Dignité de l’homme
I- La dignité de l’homme et la potentialité morale de l’individu
Thibaud Zuppinger
Le nombre des ouvrages consacrés aux manipulations génétiques témoignent de l’ampleur du débat qu’elles suscitent. Dans l’avenir de la nature humaine, Habermas entreprend à son tour de prendre position dans le débat, ce qui lui impose, d’une part, de clarifier les positions en présence, et d’autre part, d’élaborer une stratégie qui permette de penser des procédures de contrôle des bio-technologies et ce, sans sortir des acquis de la modernité. Le débat fidèle à l’engagement moderne ne peut reposer sur un concept de la personne qui soit normativement saturé ou sur une conception de la nature qui soit métaphysiquement chargée.

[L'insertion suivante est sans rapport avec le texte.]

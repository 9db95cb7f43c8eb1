//! Host-side byte frequency analysis.
//!
//! Mirrors what the browser analyser reports from `getByteFrequencyData`:
//! Blackman window over the latest `fft_size` samples, magnitude / N, temporal
//! smoothing, conversion to decibels and a linear map of the decibel range onto
//! 0..=255. Lets the pipeline run on PCM fed from tests or offline tools.

use super::constants::{FFT_SIZE, MAX_DECIBELS, MAX_MAGNITUDE, MIN_DECIBELS, SMOOTHING_TIME_CONSTANT};
use super::spectrum::MagnitudeAnalyser;
use rustfft::{num_complex::Complex, Fft, FftPlanner};
use std::f32::consts::PI;
use std::sync::Arc;

pub struct FftAnalyser {
    fft: Arc<dyn Fft<f32>>,
    fft_size: usize,
    samples: Vec<f32>,
    write_pos: usize,
    window: Vec<f32>,
    scratch: Vec<Complex<f32>>,
    smoothed: Vec<f32>,
    smoothing: f32,
    min_db: f32,
    max_db: f32,
}

impl Default for FftAnalyser {
    fn default() -> Self {
        Self::new(FFT_SIZE)
    }
}

impl FftAnalyser {
    pub fn new(fft_size: usize) -> Self {
        let fft_size = fft_size.max(2);
        let mut planner = FftPlanner::new();
        let fft = planner.plan_fft_forward(fft_size);
        Self {
            fft,
            fft_size,
            samples: vec![0.0; fft_size],
            write_pos: 0,
            window: (0..fft_size).map(|i| blackman_window(i, fft_size)).collect(),
            scratch: vec![Complex::new(0.0, 0.0); fft_size],
            smoothed: vec![0.0; fft_size / 2],
            smoothing: SMOOTHING_TIME_CONSTANT,
            min_db: MIN_DECIBELS,
            max_db: MAX_DECIBELS,
        }
    }

    pub fn with_smoothing(mut self, smoothing: f32) -> Self {
        self.smoothing = smoothing.clamp(0.0, 1.0);
        self
    }

    pub fn with_decibel_range(mut self, min_db: f32, max_db: f32) -> Self {
        if max_db > min_db {
            self.min_db = min_db;
            self.max_db = max_db;
        }
        self
    }

    pub fn fft_size(&self) -> usize {
        self.fft_size
    }

    /// Append mono samples; only the latest `fft_size` are kept.
    pub fn push_samples(&mut self, samples: &[f32]) {
        for &s in samples {
            self.samples[self.write_pos] = s;
            self.write_pos = (self.write_pos + 1) % self.fft_size;
        }
    }

    fn analyse(&mut self) {
        let n = self.fft_size;
        for i in 0..n {
            // oldest sample first
            let s = self.samples[(self.write_pos + i) % n];
            self.scratch[i] = Complex::new(s * self.window[i], 0.0);
        }
        self.fft.process(&mut self.scratch);
        let tau = self.smoothing;
        for (k, slot) in self.smoothed.iter_mut().enumerate() {
            let mag = self.scratch[k].norm() / n as f32;
            let v = tau * *slot + (1.0 - tau) * mag;
            *slot = if v.is_finite() { v } else { 0.0 };
        }
    }

    fn to_byte(&self, magnitude: f32) -> u8 {
        if magnitude <= 0.0 {
            return 0;
        }
        let db = 20.0 * magnitude.log10();
        let scaled = (db - self.min_db) * MAX_MAGNITUDE / (self.max_db - self.min_db);
        scaled.floor().clamp(0.0, MAX_MAGNITUDE) as u8
    }
}

impl MagnitudeAnalyser for FftAnalyser {
    fn bin_count(&self) -> usize {
        self.fft_size / 2
    }

    fn byte_frequency_data(&mut self, out: &mut [u8]) {
        self.analyse();
        for (o, &m) in out.iter_mut().zip(self.smoothed.iter()) {
            *o = self.to_byte(m);
        }
    }
}

pub fn blackman_window(index: usize, size: usize) -> f32 {
    let a0 = 0.42;
    let a1 = 0.5;
    let a2 = 0.08;
    let x = index as f32 / size as f32;
    a0 - a1 * (2.0 * PI * x).cos() + a2 * (4.0 * PI * x).cos()
}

L’abandon des grandes procédures de légitimation hétéronomes que sont la tradition, Dieu ou la nature conduit finalement le discours moderne à devoir se légitimer de manière immanente, en se fondant ultimement sur l’autonomie et la rationalité.
Or justement, pour Habermas, les manipulations génétiques portent atteintes à la représentation que nous pouvons avoir de nous comme des êtres potentiellement autonomes donc moralement responsables. En d’autres termes, ces avancées technologiques présentent le risque de saper l’assise de la modernité qu’est autonomie. Le problème soulevé à ses yeux est le suivant : « la manipulation génétique représente un empiètement de la relation spontanée à soi (la capacité à s’assumer en responsabilité) et de la liberté éthique d’une autre personne. »[1] Ce qui est pointé ici, c’est l’attitude réifiante de l’agent à l’endroit de l’embryon sur lequel il intervient.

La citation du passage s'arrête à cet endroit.